In 1750 he read a paper before the Royal Society on a method of making artificial magnets, and was subsequently elected a Fellow of the society (FRS). In 1751 he was a recipient of the Copley Medal "On account of his communicating to the Society, and exhibiting before them, his curious method of making Artificial Magnets without the use of Natural ones." He was the first in England to verify Benjamin Franklin's hypothesis of the identity of lightning and electricity, and he made several important electrical discoveries.

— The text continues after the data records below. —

//! In-process engine on a tokio runtime.
//!
//! Every submission is routed to each sink reachable from its entry point.
//! What a sink produces is decided by a [`Transform`]; the default echoes
//! the input back with its frame metadata.

use super::description::GraphDescription;
use super::graph::{codes, GraphTable};
use super::traits::{ExecutionEngine, GraphHandle, SinkCallback, SinkDelivery, Submission};
use crate::config::RuntimeConfig;
use crate::data::{DataInput, DataOutput};
use crate::error::EngineError;
use std::sync::Arc;
use std::time::Duration;
use tokio::runtime::Runtime as TokioRuntime;

/// Produces the output of one sink for one input.
pub trait Transform: Send + Sync {
    fn apply(&self, sink: usize, input: &DataInput) -> Result<DataOutput, EngineError>;
}

impl<F> Transform for F
where
    F: Fn(usize, &DataInput) -> Result<DataOutput, EngineError> + Send + Sync,
{
    fn apply(&self, sink: usize, input: &DataInput) -> Result<DataOutput, EngineError> {
        self(sink, input)
    }
}

/// Returns the input unchanged.
#[derive(Debug, Clone, Copy, Default)]
pub struct Echo;

impl Transform for Echo {
    fn apply(&self, _sink: usize, input: &DataInput) -> Result<DataOutput, EngineError> {
        Ok(DataOutput::for_input(input, input.data.clone()))
    }
}

/// Engine that runs graphs as tokio tasks.
pub struct LoopbackEngine {
    /// Always `Some` until drop.
    runtime: Option<TokioRuntime>,
    graphs: GraphTable,
    transform: Arc<dyn Transform>,
    latency: Duration,
}

impl LoopbackEngine {
    /// Create an engine with `worker_count` runtime threads (0 = one per CPU).
    pub fn new(worker_count: usize) -> Result<Self, EngineError> {
        let workers = if worker_count == 0 {
            num_cpus::get()
        } else {
            worker_count
        };

        let runtime = tokio::runtime::Builder::new_multi_thread()
            .worker_threads(workers)
            .thread_name("streamrs-loopback")
            .enable_all()
            .build()
            .map_err(|e| {
                EngineError::new(codes::BUILD_FAILED, format!("tokio runtime: {}", e))
            })?;

        Ok(Self {
            runtime: Some(runtime),
            graphs: GraphTable::new(),
            transform: Arc::new(Echo),
            latency: Duration::ZERO,
        })
    }

    pub fn from_config(config: &RuntimeConfig) -> Result<Self, EngineError> {
        Self::new(config.worker_count)
    }

    pub fn with_transform(mut self, transform: impl Transform + 'static) -> Self {
        self.transform = Arc::new(transform);
        self
    }

    /// Delay applied to every submission before its results are delivered.
    pub fn with_latency(mut self, latency: Duration) -> Self {
        self.latency = latency;
        self
    }

    /// Number of graphs currently built.
    pub fn graph_count(&self) -> usize {
        self.graphs.len()
    }

    fn runtime(&self) -> Result<&TokioRuntime, EngineError> {
        self.runtime
            .as_ref()
            .ok_or_else(|| EngineError::new(codes::SUBMIT_REJECTED, "engine is shutting down"))
    }
}

impl ExecutionEngine for LoopbackEngine {
    fn name(&self) -> &str {
        "loopback"
    }

    fn build_graph(
        &self,
        name: &str,
        description: &GraphDescription,
    ) -> Result<GraphHandle, EngineError> {
        let topology = description
            .topology()
            .map_err(|e| EngineError::new(codes::BUILD_FAILED, e.to_string()))?;
        Ok(self.graphs.insert(name, topology))
    }

    fn register_sink_callback(
        &self,
        graph: &GraphHandle,
        sink: usize,
        callback: SinkCallback,
    ) -> Result<(), EngineError> {
        self.graphs.get(graph)?.set_callback(sink, callback)
    }

    fn unregister_sink_callbacks(&self, graph: &GraphHandle) {
        if let Ok(entry) = self.graphs.get(graph) {
            entry.clear_callbacks();
        }
    }

    fn start(&self, graph: &GraphHandle) -> Result<(), EngineError> {
        self.graphs.get(graph)?.mark_started();
        Ok(())
    }

    fn submit(&self, graph: &GraphHandle, submission: Submission) -> Result<(), EngineError> {
        let entry = self.graphs.get(graph)?;
        entry.ensure_started()?;
        entry.check_source(submission.source)?;

        let sinks = entry.topology.sinks_fed_by(submission.source).to_vec();
        if sinks.is_empty() {
            tracing::debug!(
                stream = graph.name(),
                source = submission.source,
                "entry point feeds no exit point, frame dropped"
            );
            return Ok(());
        }

        let transform = self.transform.clone();
        let latency = self.latency;
        self.runtime()?.spawn(async move {
            if !latency.is_zero() {
                tokio::time::sleep(latency).await;
            }
            let Submission { tag, input, .. } = submission;
            for sink in sinks {
                let output = transform.apply(sink, &input);
                entry.dispatch(SinkDelivery {
                    sink,
                    tag: Some(tag),
                    output,
                });
            }
        });
        Ok(())
    }

    fn teardown(&self, graph: &GraphHandle) {
        if let Some(entry) = self.graphs.remove(graph) {
            entry.clear_callbacks();
        }
    }
}

impl Drop for LoopbackEngine {
    fn drop(&mut self) {
        if let Some(runtime) = self.runtime.take() {
            runtime.shutdown_background();
        }
    }
}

In 1762 and 1764 he published experiments in refutation of the decision of the Florentine Academy, at that time generally accepted, that water is incompressible. In 1768 he described the preparation, by calcining oyster-shell with sulphur, of the phosphorescent material known as Canton's phosphorus. His investigations were carried on whilst he worked as a school teacher. He died in London aged 53 of dropsy.

He was the recipient of letters that formed the foundation for modern day Bayes' Theorem from Thomas Bayes, which were then published by the Royal Society. John Canton did not receive those letter directly from Bayes, but through an intermediary after the death of Thomas Bayes. Richard Price initially established the communication between Thomas Bayes and John Canton.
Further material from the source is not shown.